Pero debo abstenerme de otras representaciones como, por ejemplo, la especulación relativa a un hijo engendrado por Jan, llevado por mamá al interior de la abuela Koljaiczek y nacido finalmente en aquel abril de mantequilla. Porque eso acarrearía obligadas consecuencias, y no sería remoto que inspirara a mi medio hermano Esteban, que en fin de cuentas pertenece también al mismo círculo, la idea bronsquiana de echarle primero un ojo a mi María, y luego algo más. Así que prefiero no llevar mi imaginación más allá de una inocente reunión familiar sin complicaciones. Renuncio, en consecuencia, a un tercero y hasta a un posible cuarto tambor y me contento con Óscar y el pequeño Kurt; cuento con mi tambor a la concurrencia algo de esa Torre Eiffel que en tierras extrañas sustituía a mi abuela, y disfruto cuando los invitados, incluyendo a la anfitriona Ana, gozan con nuestro tamboreo y, siguiendo el compás, se dan palmadas mutuamente en las rodillas.
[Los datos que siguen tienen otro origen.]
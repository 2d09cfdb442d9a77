//! Configuration specification types for the rollout controller.
//!
//! This module defines the structs that map to `rollwarden.yaml` and the
//! immutable [`Environments`] set built from them at process start.

use serde::{Deserialize, Serialize};
use std::collections::BTreeMap;
use std::fmt;
use std::str::FromStr;
use std::time::Duration;

use crate::error::ConfigError;

/// A deployment environment.
#[derive(Debug, Clone, Copy, Serialize, Deserialize, PartialEq, Eq, Hash, PartialOrd, Ord)]
#[serde(rename_all = "lowercase")]
pub enum Environment {
    /// Development.
    Dev,
    /// Staging.
    Stage,
    /// Production.
    Prod,
}

impl Environment {
    /// All environments, in promotion order.
    pub const ALL: [Self; 3] = [Self::Dev, Self::Stage, Self::Prod];

    /// Returns the lowercase name of the environment.
    #[must_use]
    pub const fn as_str(self) -> &'static str {
        match self {
            Self::Dev => "dev",
            Self::Stage => "stage",
            Self::Prod => "prod",
        }
    }

    /// Returns true for the production environment.
    #[must_use]
    pub const fn is_production(self) -> bool {
        matches!(self, Self::Prod)
    }
}

impl fmt::Display for Environment {
    fn fmt(&self, f: &mut fmt::Formatter<'_>) -> fmt::Result {
        f.write_str(self.as_str())
    }
}

impl FromStr for Environment {
    type Err = ConfigError;

    fn from_str(s: &str) -> Result<Self, Self::Err> {
        match s.trim().to_ascii_lowercase().as_str() {
            "dev" | "development" => Ok(Self::Dev),
            "stage" | "staging" => Ok(Self::Stage),
            "prod" | "production" => Ok(Self::Prod),
            _ => Err(ConfigError::UnknownEnvironment {
                name: s.to_string(),
            }),
        }
    }
}

/// The root configuration structure.
#[derive(Debug, Clone, Serialize, Deserialize, PartialEq, Eq)]
pub struct RollwardenConfig {
    /// Project-level configuration.
    pub project: ProjectConfig,
    /// Per-environment settings; all three environments must be declared.
    pub environments: EnvironmentsConfig,
    /// Manifest base and overlay layout.
    pub manifests: ManifestsConfig,
    /// Rollout timing and retry settings.
    #[serde(default)]
    pub rollout: RolloutConfig,
    /// History backend configuration.
    #[serde(default)]
    pub state: StateConfig,
    /// Secret store configuration.
    #[serde(default)]
    pub secrets: SecretsConfig,
    /// Cluster access configuration.
    #[serde(default)]
    pub cluster: ClusterConfig,
}

/// Project-level configuration.
#[derive(Debug, Clone, Serialize, Deserialize, PartialEq, Eq)]
pub struct ProjectConfig {
    /// Project name, used in lock and state paths.
    pub name: String,
}

/// Declarations for the three environments.
#[derive(Debug, Clone, Serialize, Deserialize, PartialEq, Eq)]
pub struct EnvironmentsConfig {
    /// Development environment.
    pub dev: EnvironmentConfig,
    /// Staging environment.
    pub stage: EnvironmentConfig,
    /// Production environment.
    pub prod: EnvironmentConfig,
}

/// Settings for one environment.
#[derive(Debug, Clone, Serialize, Deserialize, PartialEq, Eq)]
pub struct EnvironmentConfig {
    /// Target namespace.
    pub namespace: String,
    /// Whether `apply` and `rollback` must be confirmed by the operator.
    #[serde(default)]
    pub requires_confirmation: bool,
    /// Default limits for workload containers that declare none.
    #[serde(default)]
    pub resources: ResourceProfile,
    /// Kube context to target (defaults to the current context).
    #[serde(default)]
    pub context: Option<String>,
}

/// Default resource limits applied to workload containers.
#[derive(Debug, Clone, Default, Serialize, Deserialize, PartialEq, Eq)]
pub struct ResourceProfile {
    /// CPU limit (e.g. "500m").
    #[serde(default)]
    pub cpu: Option<String>,
    /// Memory limit (e.g. "512Mi").
    #[serde(default)]
    pub memory: Option<String>,
}

impl ResourceProfile {
    /// Returns true if the profile sets no limits.
    #[must_use]
    pub const fn is_empty(&self) -> bool {
        self.cpu.is_none() && self.memory.is_none()
    }
}

/// Manifest layout configuration.
#[derive(Debug, Clone, Serialize, Deserialize, PartialEq, Eq)]
pub struct ManifestsConfig {
    /// Directory holding the shared base documents.
    pub base: String,
    /// Ordered overlay directories per environment.
    #[serde(default)]
    pub overlays: BTreeMap<Environment, Vec<String>>,
}

/// Rollout timing and retry configuration.
#[derive(Debug, Clone, Serialize, Deserialize, PartialEq, Eq)]
pub struct RolloutConfig {
    /// Health poll interval in seconds.
    #[serde(default = "default_poll_interval")]
    pub poll_interval_secs: u64,
    /// Consecutive healthy polls required.
    #[serde(default = "default_stability_polls")]
    pub stability_polls: u32,
    /// Per-workload health timeout in seconds.
    #[serde(default = "default_timeout")]
    pub workload_timeout_secs: u64,
    /// Health timeout for rollback in seconds.
    #[serde(default = "default_timeout")]
    pub rollback_timeout_secs: u64,
    /// Retry policy for individual actions.
    #[serde(default)]
    pub apply_retry: RetryConfig,
}

impl Default for RolloutConfig {
    fn default() -> Self {
        Self {
            poll_interval_secs: default_poll_interval(),
            stability_polls: default_stability_polls(),
            workload_timeout_secs: default_timeout(),
            rollback_timeout_secs: default_timeout(),
            apply_retry: RetryConfig::default(),
        }
    }
}

/// Bounded exponential backoff for apply actions.
#[derive(Debug, Clone, Serialize, Deserialize, PartialEq, Eq)]
pub struct RetryConfig {
    /// Total attempts, including the first.
    #[serde(default = "default_attempts")]
    pub attempts: u32,
    /// Delay before the second attempt, in milliseconds.
    #[serde(default = "default_base_delay")]
    pub base_delay_ms: u64,
    /// Multiplier applied to the delay after each attempt.
    #[serde(default = "default_factor")]
    pub factor: u32,
}

impl Default for RetryConfig {
    fn default() -> Self {
        Self {
            attempts: default_attempts(),
            base_delay_ms: default_base_delay(),
            factor: default_factor(),
        }
    }
}

/// History backend configuration.
#[derive(Debug, Clone, Default, Serialize, Deserialize, PartialEq, Eq)]
pub struct StateConfig {
    /// Backend type (local or s3).
    #[serde(default)]
    pub backend: StateBackend,
    /// S3 bucket name (required for s3 backend).
    #[serde(default)]
    pub bucket: Option<String>,
    /// S3 key prefix (optional).
    #[serde(default)]
    pub prefix: Option<String>,
    /// S3 region (optional, uses AWS default if not specified).
    #[serde(default)]
    pub region: Option<String>,
    /// Local history directory (for local backend).
    #[serde(default)]
    pub path: Option<String>,
}

/// History backend types.
#[derive(Debug, Clone, Copy, Serialize, Deserialize, PartialEq, Eq, Default)]
#[serde(rename_all = "lowercase")]
pub enum StateBackend {
    /// Local file-based storage.
    #[default]
    Local,
    /// AWS S3-based storage.
    S3,
}

/// Secret store configuration.
#[derive(Debug, Clone, Serialize, Deserialize, PartialEq, Eq)]
pub struct SecretsConfig {
    /// Directory for sealed secret records.
    #[serde(default = "default_secrets_path")]
    pub path: String,
    /// Environment variable holding the base64 sealing key.
    #[serde(default = "default_key_env")]
    pub key_env: String,
    /// Key file used when the variable is unset.
    #[serde(default)]
    pub key_file: Option<String>,
    /// Identifier stored alongside sealed records.
    #[serde(default = "default_key_id")]
    pub key_id: String,
}

impl Default for SecretsConfig {
    fn default() -> Self {
        Self {
            path: default_secrets_path(),
            key_env: default_key_env(),
            key_file: None,
            key_id: default_key_id(),
        }
    }
}

/// Cluster access configuration.
#[derive(Debug, Clone, Serialize, Deserialize, PartialEq, Eq)]
pub struct ClusterConfig {
    /// Path to the kubectl binary.
    #[serde(default = "default_kubectl")]
    pub kubectl: String,
    /// Kinds fetched when taking a snapshot.
    #[serde(default = "default_kinds")]
    pub kinds: Vec<String>,
    /// Timeout for a single kubectl invocation, in seconds.
    #[serde(default = "default_request_timeout")]
    pub request_timeout_secs: u64,
}

impl Default for ClusterConfig {
    fn default() -> Self {
        Self {
            kubectl: default_kubectl(),
            kinds: default_kinds(),
            request_timeout_secs: default_request_timeout(),
        }
    }
}

/// Resolved settings for one environment.
#[derive(Debug, Clone, PartialEq, Eq)]
pub struct EnvironmentSpec {
    /// Environment identity.
    pub environment: Environment,
    /// Target namespace.
    pub namespace: String,
    /// Promotion policy.
    pub requires_confirmation: bool,
    /// Resource-limit profile.
    pub resources: ResourceProfile,
    /// Kube context.
    pub context: Option<String>,
}

/// The immutable environment set, built once from configuration.
#[derive(Debug, Clone, PartialEq, Eq)]
pub struct Environments {
    specs: [EnvironmentSpec; 3],
}

impl Environments {
    /// Builds the environment set from configuration.
    #[must_use]
    pub fn from_config(config: &EnvironmentsConfig) -> Self {
        let build = |environment: Environment, cfg: &EnvironmentConfig| EnvironmentSpec {
            environment,
            namespace: cfg.namespace.clone(),
            requires_confirmation: cfg.requires_confirmation,
            resources: cfg.resources.clone(),
            context: cfg.context.clone(),
        };

        Self {
            specs: [
                build(Environment::Dev, &config.dev),
                build(Environment::Stage, &config.stage),
                build(Environment::Prod, &config.prod),
            ],
        }
    }

    /// Returns the settings for an environment.
    #[must_use]
    pub const fn get(&self, environment: Environment) -> &EnvironmentSpec {
        match environment {
            Environment::Dev => &self.specs[0],
            Environment::Stage => &self.specs[1],
            Environment::Prod => &self.specs[2],
        }
    }

    /// Iterates over all environments in promotion order.
    pub fn iter(&self) -> impl Iterator<Item = &EnvironmentSpec> {
        self.specs.iter()
    }
}

/// Timing and retry knobs consumed by the rollout controller.
#[derive(Debug, Clone, PartialEq, Eq)]
pub struct RolloutSettings {
    /// Health poll interval.
    pub poll_interval: Duration,
    /// Consecutive healthy polls required.
    pub stability_polls: u32,
    /// Per-workload health timeout.
    pub workload_timeout: Duration,
    /// Health timeout while rolling back.
    pub rollback_timeout: Duration,
    /// Total attempts per action.
    pub retry_attempts: u32,
    /// Delay before the first retry.
    pub retry_base_delay: Duration,
    /// Backoff multiplier.
    pub retry_factor: u32,
}

impl Default for RolloutSettings {
    fn default() -> Self {
        Self::from_config(&RolloutConfig::default())
    }
}

impl RolloutSettings {
    /// Converts the configuration section into durations.
    #[must_use]
    pub const fn from_config(config: &RolloutConfig) -> Self {
        Self {
            poll_interval: Duration::from_secs(config.poll_interval_secs),
            stability_polls: config.stability_polls,
            workload_timeout: Duration::from_secs(config.workload_timeout_secs),
            rollback_timeout: Duration::from_secs(config.rollback_timeout_secs),
            retry_attempts: config.apply_retry.attempts,
            retry_base_delay: Duration::from_millis(config.apply_retry.base_delay_ms),
            retry_factor: config.apply_retry.factor,
        }
    }

    /// The failure-event window: stability polls times the poll interval.
    #[must_use]
    pub fn stability_window(&self) -> Duration {
        self.poll_interval * self.stability_polls
    }
}

// Default value functions

const fn default_poll_interval() -> u64 {
    10
}

const fn default_stability_polls() -> u32 {
    3
}

const fn default_timeout() -> u64 {
    300
}

const fn default_attempts() -> u32 {
    3
}

const fn default_base_delay() -> u64 {
    1000
}

const fn default_factor() -> u32 {
    2
}

fn default_secrets_path() -> String {
    String::from(".rollwarden/secrets")
}

fn default_key_env() -> String {
    String::from("ROLLWARDEN_SECRET_KEY")
}

fn default_key_id() -> String {
    String::from("default")
}

fn default_kubectl() -> String {
    String::from("kubectl")
}

const fn default_request_timeout() -> u64 {
    60
}

fn default_kinds() -> Vec<String> {
    [
        "namespaces",
        "configmaps",
        "secrets",
        "serviceaccounts",
        "persistentvolumeclaims",
        "deployments",
        "statefulsets",
        "daemonsets",
        "jobs",
        "cronjobs",
        "services",
        "ingresses",
        "networkpolicies",
    ]
    .iter()
    .map(|s| (*s).to_string())
    .collect()
}

#[cfg(test)]
mod tests {
    use super::*;

    #[test]
    fn test_environment_parse_and_display() {
        assert_eq!("prod".parse::<Environment>().unwrap(), Environment::Prod);
        assert_eq!("Staging".parse::<Environment>().unwrap(), Environment::Stage);
        assert_eq!(Environment::Dev.to_string(), "dev");
        assert!("qa".parse::<Environment>().is_err());
    }

    #[test]
    fn test_environment_ordering() {
        let mut envs = vec![Environment::Prod, Environment::Dev, Environment::Stage];
        envs.sort();
        assert_eq!(envs, Environment::ALL.to_vec());
    }

    #[test]
    fn test_rollout_defaults() {
        let settings = RolloutSettings::default();
        assert_eq!(settings.poll_interval, Duration::from_secs(10));
        assert_eq!(settings.stability_polls, 3);
        assert_eq!(settings.workload_timeout, Duration::from_secs(300));
        assert_eq!(settings.retry_attempts, 3);
        assert_eq!(settings.retry_base_delay, Duration::from_secs(1));
        assert_eq!(settings.stability_window(), Duration::from_secs(30));
    }

    #[test]
    fn test_environments_lookup() {
        let env = |ns: &str, confirm: bool| EnvironmentConfig {
            namespace: ns.to_string(),
            requires_confirmation: confirm,
            resources: ResourceProfile::default(),
            context: None,
        };
        let envs = Environments::from_config(&EnvironmentsConfig {
            dev: env("app-dev", false),
            stage: env("app-stage", false),
            prod: env("app-prod", true),
        });

        assert_eq!(envs.get(Environment::Stage).namespace, "app-stage");
        assert!(envs.get(Environment::Prod).requires_confirmation);
        assert_eq!(envs.iter().count(), 3);
    }
}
Por muy tentador que sea descubrir en el interior de la propia abuela de uno el mundo y las relaciones que lo gobiernan y exploran todas las posibilidades que ofrece un área tan reducida, Óscar ha de volver ahora —ya que él mismo, al igual que Matzerath, no es más que un presunto padre— a los acontecimientos del doce de junio del cuarenta y cuatro, día del tercer aniversario del pequeño Kurt.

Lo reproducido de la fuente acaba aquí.